Dans Le verbe libre ou le silence ,la grande Fatou Diomé raconte ce qui se passe lorsqu’un éditeur entre dans l’atelier d’un auteur sans y avoir été invité. À son avis, il s’agit d’une effraction.
Certains auteurs se plient à cette visite envahissante, au risque d’y perdre leur âme. D’autres refusent et se cabrent… au risque de ne plus pouvoir publier. Elle s’interroge : « À quoi sert une plume qui ne danse plus ? »
DÉNONCER LE FORMATAGE
Fatou Diomé signe un livre pertinent où elle soulève plusieurs questions importantes, notamment au sujet du « formatage » de la littérature.
« J’ai commencé avec une espèce de tranquillité, où j’avais l’impression que les personnes étaient très curieuses de voir tout simplement ce que je proposais. Et si ça les intéressait, qu’est-ce qui leur plaisait là-dedans, et on en discutait. Et c’était assez tranquille. Vraiment, une sérénité. Et d’un coup, j’ai eu cette mauvaise rencontre », raconte-t-elle en entrevue. « La “Cavalière”. Elle porte bien son nom. »
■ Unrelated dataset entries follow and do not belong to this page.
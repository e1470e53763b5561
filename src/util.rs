use std::collections::hash_map::DefaultHasher;
use std::hash::{Hash, Hasher};

pub fn stable_hash<'a>(parts: impl IntoIterator<Item = &'a str>) -> u64 {
    let mut hasher = DefaultHasher::new();
    for part in parts {
        part.hash(&mut hasher);
    }
    hasher.finish()
}

/// Cuts `text` to `max_chars` characters and appends "..." when it was longer.
pub fn truncate_label(text: &str, max_chars: usize) -> String {
    match text.char_indices().nth(max_chars) {
        Some((byte_index, _)) => format!("{}...", &text[..byte_index]),
        None => text.to_owned(),
    }
}

pub fn format_similarity(similarity: f32) -> String {
    format!("{:.0}%", (similarity * 100.0).clamp(0.0, 100.0))
}
impl InteractionController {
    pub fn new() -> Self {
        Self {
            view: ViewTransform::default(),
            animation: None,
            gesture: Gesture::Idle,
            hovered_node: None,
            hovered_edge: None,
            last_click: None,
            events: Vec::new(),
        }
    }

    pub fn view(&self) -> ViewTransform {
        self.view
    }

    pub fn view_mut(&mut self) -> &mut ViewTransform {
        self.animation = None;
        &mut self.view
    }

    pub fn hovered_node(&self) -> Option<usize> {
        self.hovered_node
    }

    pub fn hovered_edge(&self) -> Option<usize> {
        self.hovered_edge
    }

    pub fn dragged_node(&self) -> Option<usize> {
        match self.gesture {
            Gesture::Dragging { node, .. } => Some(node),
            _ => None,
        }
    }

    pub fn is_panning(&self) -> bool {
        matches!(self.gesture, Gesture::Panning { .. })
    }

    /// Whether a press is still waiting for its release.
    pub fn is_gesture_active(&self) -> bool {
        self.gesture != Gesture::Idle
    }

    /// Forgets gestures, hover and view state; used when a new graph replaces
    /// the old one.
    pub fn reset(&mut self) {
        *self = Self::new();
    }

    pub fn drain_events(&mut self) -> Vec<GraphEvent> {
        std::mem::take(&mut self.events)
    }

    pub fn handle(&mut self, input: PointerInput, engine: &mut LayoutEngine) {
        match input {
            PointerInput::Pressed { pos, .. } => {
                if let Some(node) = self.node_at(engine, pos) {
                    let node_pos = engine.nodes()[node].pos;
                    self.gesture = Gesture::Pressed {
                        node,
                        press: pos,
                        grab_offset: self.view.to_world(pos) - node_pos,
                    };
                } else {
                    self.animation = None;
                    self.gesture = Gesture::Panning { last: pos };
                }
            }
            PointerInput::Moved { pos } => match self.gesture {
                Gesture::Pressed {
                    node,
                    press,
                    grab_offset,
                } => {
                    if (pos - press).length() >= DRAG_THRESHOLD {
                        self.begin_drag(node, grab_offset, engine);
                        self.drag_to(pos, engine);
                    }
                }
                Gesture::Dragging { .. } => self.drag_to(pos, engine),
                Gesture::Panning { last } => {
                    self.view.pan_by(pos - last);
                    self.gesture = Gesture::Panning { last: pos };
                }
                Gesture::Idle => self.update_hover(engine, pos),
            },
            PointerInput::Released { pos, time } => {
                match self.gesture {
                    Gesture::Pressed { node, .. } => self.register_click(node, time),
                    Gesture::Dragging { .. } => self.end_drag(engine),
                    Gesture::Panning { .. } | Gesture::Idle => {}
                }
                self.gesture = Gesture::Idle;
                self.update_hover(engine, pos);
            }
            PointerInput::Scrolled { pos, delta } => {
                if delta.abs() <= f32::EPSILON {
                    return;
                }
                let factor = (1.0 + (delta * 0.0018)).clamp(0.85, 1.15);
                self.animation = None;
                self.view.zoom_about(pos, factor);
            }
            PointerInput::Left => {
                if self.dragged_node().is_none() {
                    self.hovered_node = None;
                    self.hovered_edge = None;
                }
            }
            PointerInput::Cancelled => {
                self.end_drag(engine);
                self.gesture = Gesture::Idle;
                self.hovered_node = None;
                self.hovered_edge = None;
            }
        }
    }

    /// Pins `node` where it currently is and heats the simulation so its
    /// neighbors react.
    pub fn begin_drag(&mut self, node: usize, grab_offset: Vec2, engine: &mut LayoutEngine) {
        let Some(current) = engine.node(node).map(|sim| sim.pos) else {
            return;
        };

        engine.pin(node, current);
        engine.set_alpha_target(engine.config().drag_alpha_target);
        engine.restart();
        self.gesture = Gesture::Dragging { node, grab_offset };
        self.hovered_node = Some(node);
        self.hovered_edge = None;
    }

    pub fn drag_to(&mut self, pos: Vec2, engine: &mut LayoutEngine) {
        if let Gesture::Dragging { node, grab_offset } = self.gesture {
            engine.pin(node, self.view.to_world(pos) - grab_offset);
        }
    }

    pub fn end_drag(&mut self, engine: &mut LayoutEngine) {
        if let Gesture::Dragging { node, .. } = self.gesture {
            engine.unpin(node);
            engine.set_alpha_target(0.0);
            self.gesture = Gesture::Idle;
        }
    }

    fn register_click(&mut self, node: usize, time: f64) {
        self.events.push(GraphEvent::NodeClicked(node));
        match self.last_click {
            Some((previous, at)) if previous == node && time - at <= DOUBLE_CLICK_SECS => {
                self.events.push(GraphEvent::NodeDoubleClicked(node));
                self.last_click = None;
            }
            _ => self.last_click = Some((node, time)),
        }
    }

    fn update_hover(&mut self, engine: &LayoutEngine, pos: Vec2) {
        self.hovered_node = self.node_at(engine, pos);
        self.hovered_edge = if self.hovered_node.is_some() {
            None
        } else {
            self.edge_at(engine, pos)
        };
    }

    /// Screen-space card rectangle for a simulated node.
    pub fn card_rect(&self, engine: &LayoutEngine, node: usize) -> Option<Rect> {
        engine.node(node).map(|sim| {
            Rect::from_center_size(
                self.view.to_screen(sim.pos).to_pos2(),
                sim.card * self.view.scale,
            )
        })
    }

    /// Topmost card under `pos`. The center card is drawn last, so it wins.
    pub fn node_at(&self, engine: &LayoutEngine, pos: Vec2) -> Option<usize> {
        let point = pos.to_pos2();
        let hit = |index: usize| {
            self.card_rect(engine, index)
                .is_some_and(|rect| rect.contains(point))
        };

        if let Some(center) = engine.center()
            && hit(center)
        {
            return Some(center);
        }

        (0..engine.nodes().len())
            .rev()
            .filter(|&index| Some(index) != engine.center())
            .find(|&index| hit(index))
    }

    /// Closest link within a few pixels of `pos`, as an edge index into the
    /// graph data.
    pub fn edge_at(&self, engine: &LayoutEngine, pos: Vec2) -> Option<usize> {
        let nodes = engine.nodes();
        engine
            .links()
            .iter()
            .filter_map(|link| {
                let start = self.view.to_screen(nodes.get(link.source)?.pos);
                let end = self.view.to_screen(nodes.get(link.target)?.pos);
                let distance = distance_to_segment(pos, start, end);
                (distance <= EDGE_HOVER_DISTANCE).then_some((link.edge, distance))
            })
            .min_by(|a, b| a.1.total_cmp(&b.1))
            .map(|(edge, _)| edge)
    }

    /// Starts panning (never zooming) so `world` ends up at the middle of
    /// `viewport`.
    pub fn center_on(&mut self, world: Vec2, viewport: Vec2, duration: f32) {
        let to = self.view.centering_translate(world, viewport);
        if duration <= 0.0 {
            self.view.translate = to;
            self.animation = None;
            return;
        }

        self.animation = Some(PanAnimation {
            from: self.view.translate,
            to,
            elapsed: 0.0,
            duration,
        });
    }

    pub fn is_animating(&self) -> bool {
        self.animation.is_some()
    }

    /// Steps the centering animation; returns whether it is still running.
    pub fn advance(&mut self, dt: f32) -> bool {
        let Some(animation) = self.animation.as_mut() else {
            return false;
        };

        animation.elapsed += dt.max(0.0);
        let progress = animation.elapsed / animation.duration;
        let eased = ease_cubic_in_out(progress);
        self.view.translate = animation.from + (animation.to - animation.from) * eased;

        if progress >= 1.0 {
            self.view.translate = animation.to;
            self.animation = None;
            return false;
        }
        true
    }
}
« Donc cette femme arrive. Et commence une cavalcade dans votre vie : elle sait ce qu’il faut écrire, comment il faut l’écrire. Elle sait tout ce que les lecteurs attendent, parce qu’évidemment, elle les connaît tous, hein… », dit-elle.
« Et ça, ça m’a terrorisée. Ça m’a chamboulée dans ma tranquillité de travail. Et ça a soulevé plein de questions. Au début, vous pensez que vous allez tenir. Et puis à un moment donné, vous vous rendez compte que si vous continuez avec ça, vous allez faire exactement le contraire de ce que vous cherchez en littérature, c’està-dire la liberté. »
Fatou Diomé dit qu’elle s’est révoltée. « Ce formatage, j’en entendais parler et je l’observais. Des gens s’en plaignaient, mais toujours en petit comité. Donc moi, j’ai décidé de dire que je ne veux pas de ça. Et que je ne l’accepterai pas. Et s’il le faut, eh bien, je me tais. »
L’écrivaine rappelle qu’elle écrit pour être libre.
« On n’est jamais assez libre, en fait. Donc il faut l’agrandir, notre liberté. Mais quand on vous la refuse… Pour moi, la littérature, c’est le refuge ultime. C’est là où je vais quand le monde est pesant, quand je suis face à mon impuissance. La création, c’était la petite autonomie intellectuelle que nous pouvons encore nous accorder. Mais si cela nous est refusé, que nous resterait-il en tant qu’auteur ? Cette question-là, elle m’a terrorisée. »
INFANTILISER LES AUTEURS
Fatou Diomé ajoute qu’elle a essayé de dire ce que la littérature représentait pour elle, et pourquoi elle ne pouvait pas accepter ce formatage.
« Les éditeurs, il y en a qui ont publié des livres. Mais c’est quand même un des rares métiers où quelqu’un vous apprend à faire bijoutier alors qu’il n’a jamais fabriqué un bijou. C’est énorme, quand même. C’est un des rares métiers où vous pouvez avoir quelqu’un qui décide de votre livre, mais qui n’a jamais écrit, même pas une nouvelle, et qui décide de ce qui est bon dans votre livre ou pas. »
« C’est comme si on infantilisait l’auteur et parce que nous, on a besoin de gagner notre vie, eh bien, on doit à un moment donné accepter que quelqu’un nous traite comme des Playmobil. Et ça, moi, je ne peux pas l’accepter. »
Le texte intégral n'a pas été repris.